The science of cocoa powder

Not all cocoa powders are made the same. You might be familiar with the terms Dutch-process and natural, but beyond those two main characteristics lies another world of nuance. There are different “dutching” processes, as well as differences between the cacao bean varieties used to create the cocoa. Throw in divergent fat percentages and your head can spin trying to figure out what it all means. A recent Washington Post article breaks down the science of cocoa powder so we can better understand this delicious ingredient.

The biggest difference lies between Dutch-process and natural cocoa powder. Natural cocoa powder is acidic, while Dutch-process cocoa has been treated to reduce its acidity, resulting in a more pH-neutral product. This has implications for the leavening agents used in baked goods: baking soda is alkaline and relies on acid to activate it. Swap Dutch-process for natural cocoa in a recipe with only baking soda and you will reduce the lift the soda should provide.

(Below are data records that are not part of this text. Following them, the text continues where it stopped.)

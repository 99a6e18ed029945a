//! Database layer for infection cluster detection.

mod schema;
mod stays;
mod microbiology;
mod timeline;
mod location_clusters;

pub use schema::*;
#[allow(unused_imports)]
pub use stays::*;
#[allow(unused_imports)]
pub use microbiology::*;
#[allow(unused_imports)]
pub use timeline::*;
#[allow(unused_imports)]
pub use location_clusters::*;

use rusqlite::Connection;
use std::path::Path;
use thiserror::Error;

use crate::models::{RecordCounts, StayRecord, TestRecord};

/// Database errors.
#[derive(Error, Debug)]
pub enum DbError {
    #[error("SQLite error: {0}")]
    Sqlite(#[from] rusqlite::Error),

    #[error("Constraint violation: {0}")]
    Constraint(String),
}

pub type DbResult<T> = Result<T, DbError>;

/// Rows written by a bulk import.
#[derive(Debug, Clone, Copy, Default, PartialEq, Eq, serde::Serialize, serde::Deserialize)]
pub struct ImportSummary {
    pub stays_imported: usize,
    pub tests_imported: usize,
}

/// Database connection wrapper.
pub struct Database {
    conn: Connection,
}

impl Database {
    /// Open database at path, creating if needed.
    pub fn open<P: AsRef<Path>>(path: P) -> DbResult<Self> {
        let conn = Connection::open(path)?;
        let db = Self { conn };
        db.initialize()?;
        Ok(db)
    }

    /// Create in-memory database (for testing).
    pub fn open_in_memory() -> DbResult<Self> {
        let conn = Connection::open_in_memory()?;
        let db = Self { conn };
        db.initialize()?;
        Ok(db)
    }

    /// Initialize schema.
    fn initialize(&self) -> DbResult<()> {
        self.conn.execute_batch(SCHEMA)?;
        Ok(())
    }

    /// Get raw connection (for advanced queries).
    pub fn conn(&self) -> &Connection {
        &self.conn
    }

    /// Round-trip a trivial query (health check).
    pub fn ping(&self) -> DbResult<()> {
        self.conn.query_row("SELECT 1", [], |row| row.get::<_, i64>(0))?;
        Ok(())
    }

    /// Table-level counts used by statistics and the "no data" guard.
    pub fn record_counts(&self) -> DbResult<RecordCounts> {
        let count = |sql: &str| -> DbResult<u64> {
            let n: i64 = self.conn.query_row(sql, [], |row| row.get(0))?;
            Ok(n as u64)
        };

        Ok(RecordCounts {
            total_stays: count("SELECT COUNT(*) FROM stays")?,
            total_tests: count("SELECT COUNT(*) FROM microbiology")?,
            positive_tests: count("SELECT COUNT(*) FROM microbiology WHERE result = 'positive'")?,
            unique_patients: count("SELECT COUNT(DISTINCT patient_id) FROM stays")?,
            unique_locations: count("SELECT COUNT(DISTINCT location) FROM stays")?,
        })
    }

    /// Replace all stays and tests in one transaction, inserting in chunks of
    /// `batch_size`. Either every row lands or none do.
    pub fn replace_records(
        &mut self,
        stays: &[StayRecord],
        tests: &[TestRecord],
        batch_size: usize,
    ) -> DbResult<ImportSummary> {
        let batch_size = batch_size.max(1);
        let tx = self.conn.transaction()?;

        tx.execute("DELETE FROM stays", [])?;
        tx.execute("DELETE FROM microbiology", [])?;

        for (batch_no, chunk) in stays.chunks(batch_size).enumerate() {
            insert_stays(&tx, chunk)?;
            tracing::debug!(batch = batch_no, rows = chunk.len(), "Inserted stay batch");
        }
        for (batch_no, chunk) in tests.chunks(batch_size).enumerate() {
            insert_tests(&tx, chunk)?;
            tracing::debug!(batch = batch_no, rows = chunk.len(), "Inserted test batch");
        }

        tx.commit()?;

        tracing::info!(
            stays = stays.len(),
            tests = tests.len(),
            "Replaced stored records"
        );

        Ok(ImportSummary {
            stays_imported: stays.len(),
            tests_imported: tests.len(),
        })
    }
}

#[cfg(test)]
mod tests {
    use super::*;
    use crate::models::TestResult;
    use chrono::NaiveDate;

    fn at(day: u32) -> chrono::NaiveDateTime {
        NaiveDate::from_ymd_opt(2024, 1, day)
            .unwrap()
            .and_hms_opt(0, 0, 0)
            .unwrap()
    }

    fn stay(id: &str, patient: &str, location: &str) -> StayRecord {
        StayRecord::new(id, patient, location, at(1), at(5)).unwrap()
    }

    fn test(id: &str, patient: &str, result: TestResult) -> TestRecord {
        TestRecord {
            test_id: id.into(),
            patient_id: patient.into(),
            infection: "CRE".into(),
            collection_date: at(2),
            result,
        }
    }

    #[test]
    fn test_open_in_memory() {
        let db = Database::open_in_memory();
        assert!(db.is_ok());
    }

    #[test]
    fn test_schema_initialized() {
        let db = Database::open_in_memory().unwrap();

        let tables: Vec<String> = db
            .conn()
            .prepare("SELECT name FROM sqlite_master WHERE type IN ('table', 'view') ORDER BY name")
            .unwrap()
            .query_map([], |row| row.get(0))
            .unwrap()
            .filter_map(|r| r.ok())
            .collect();

        assert!(tables.contains(&"stays".to_string()));
        assert!(tables.contains(&"microbiology".to_string()));
        assert!(tables.contains(&"patient_infection_timeline".to_string()));
    }

    #[test]
    fn test_ping() {
        let db = Database::open_in_memory().unwrap();
        assert!(db.ping().is_ok());
    }

    #[test]
    fn test_record_counts() {
        let mut db = Database::open_in_memory().unwrap();
        let stays = vec![
            stay("T1", "P1", "ICU"),
            stay("T2", "P1", "Ward 3"),
            stay("T3", "P2", "ICU"),
        ];
        let tests = vec![
            test("M1", "P1", TestResult::Positive),
            test("M2", "P2", TestResult::Negative),
        ];
        db.replace_records(&stays, &tests, 2).unwrap();

        let counts = db.record_counts().unwrap();
        assert_eq!(counts.total_stays, 3);
        assert_eq!(counts.total_tests, 2);
        assert_eq!(counts.positive_tests, 1);
        assert_eq!(counts.unique_patients, 2);
        assert_eq!(counts.unique_locations, 2);
    }

    #[test]
    fn test_replace_records_clears_previous_load() {
        let mut db = Database::open_in_memory().unwrap();
        db.replace_records(&[stay("T1", "P1", "ICU")], &[], 10).unwrap();
        db.replace_records(&[stay("T9", "P9", "ICU")], &[], 10).unwrap();

        let stays = db.list_stays().unwrap();
        assert_eq!(stays.len(), 1);
        assert_eq!(stays[0].stay_id, "T9");
    }

    #[test]
    fn test_replace_records_is_all_or_nothing() {
        let mut db = Database::open_in_memory().unwrap();
        db.replace_records(&[stay("T1", "P1", "ICU")], &[], 10).unwrap();

        // Second batch carries an id that violates the patient format check
        let bad = vec![
            stay("T2", "P2", "ICU"),
            stay("T3", "P3", "ICU"),
            stay("T4", "bad-id", "ICU"),
        ];
        assert!(db.replace_records(&bad, &[], 2).is_err());

        // Previous load is untouched
        let stays = db.list_stays().unwrap();
        assert_eq!(stays.len(), 1);
        assert_eq!(stays[0].stay_id, "T1");
    }
}
//! SQLite schema definition.

/// Complete database schema for infection cluster detection.
pub const SCHEMA: &str = r#"
-- ============================================================================
-- Stays (one row per ingested transfer; append-only history)
-- ============================================================================

CREATE TABLE IF NOT EXISTS stays (
    stay_id TEXT PRIMARY KEY,
    patient_id TEXT NOT NULL,
    location TEXT NOT NULL,
    start_time TEXT NOT NULL,                    -- ward-in, "YYYY-MM-DD HH:MM:SS[.f]"
    end_time TEXT NOT NULL,                      -- ward-out
    created_at TEXT NOT NULL DEFAULT (datetime('now')),
    CHECK (end_time >= start_time),
    CHECK (patient_id GLOB 'P[0-9]*' AND patient_id NOT GLOB 'P*[^0-9]*')
);

CREATE INDEX IF NOT EXISTS idx_stays_patient ON stays(patient_id);
CREATE INDEX IF NOT EXISTS idx_stays_location_time ON stays(location, start_time, end_time);
CREATE INDEX IF NOT EXISTS idx_stays_time_range ON stays(start_time, end_time);
CREATE INDEX IF NOT EXISTS idx_stays_patient_location
    ON stays(patient_id, location, start_time, end_time);

-- ============================================================================
-- Microbiology tests
-- ============================================================================

CREATE TABLE IF NOT EXISTS microbiology (
    test_id TEXT PRIMARY KEY,
    patient_id TEXT NOT NULL,
    collection_date TEXT NOT NULL,
    infection TEXT NOT NULL,
    result TEXT NOT NULL CHECK (result IN ('positive', 'negative')),
    created_at TEXT NOT NULL DEFAULT (datetime('now')),
    CHECK (patient_id GLOB 'P[0-9]*' AND patient_id NOT GLOB 'P*[^0-9]*')
);

CREATE INDEX IF NOT EXISTS idx_microbiology_patient ON microbiology(patient_id);
CREATE INDEX IF NOT EXISTS idx_microbiology_infection_result ON microbiology(infection, result);
CREATE INDEX IF NOT EXISTS idx_microbiology_patient_date
    ON microbiology(patient_id, collection_date, infection);

-- ============================================================================
-- Positive tests joined to the same patient's stays
-- ============================================================================

CREATE VIEW IF NOT EXISTS patient_infection_timeline AS
SELECT
    m.patient_id AS patient_id,
    m.infection AS infection,
    date(m.collection_date) AS infection_date,
    s.location AS location,
    s.start_time AS ward_in_time,
    s.end_time AS ward_out_time,
    (date(m.collection_date) BETWEEN date(s.start_time) AND date(s.end_time))
        AS infection_during_stay
FROM microbiology m
JOIN stays s ON s.patient_id = m.patient_id
WHERE m.result = 'positive';
"#;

Another thing to look out for is the fat content of the cocoa powder, which can range from 10 to 35 percent fat. Most recipe writers and pastry chefs agree that this a case of the more the merrier. With more fat comes a higher price – most supermarket cocoa will have only about half as much fat as premium brands. You won’t find the fat percentages listed on the label, so look for the phrase “high-fat” or shop for well-known quality brands.

The article also contains links to sources of information on cocoa powder, so you can easily find yourself going down a rabbit hole to learn more. Since I already have five different cocoa powders in my pantry, I’m trying to avoid discovering yet another ‘must have’ brand so I abstained from clicking on most of those links. Now I’m hungry for brownies.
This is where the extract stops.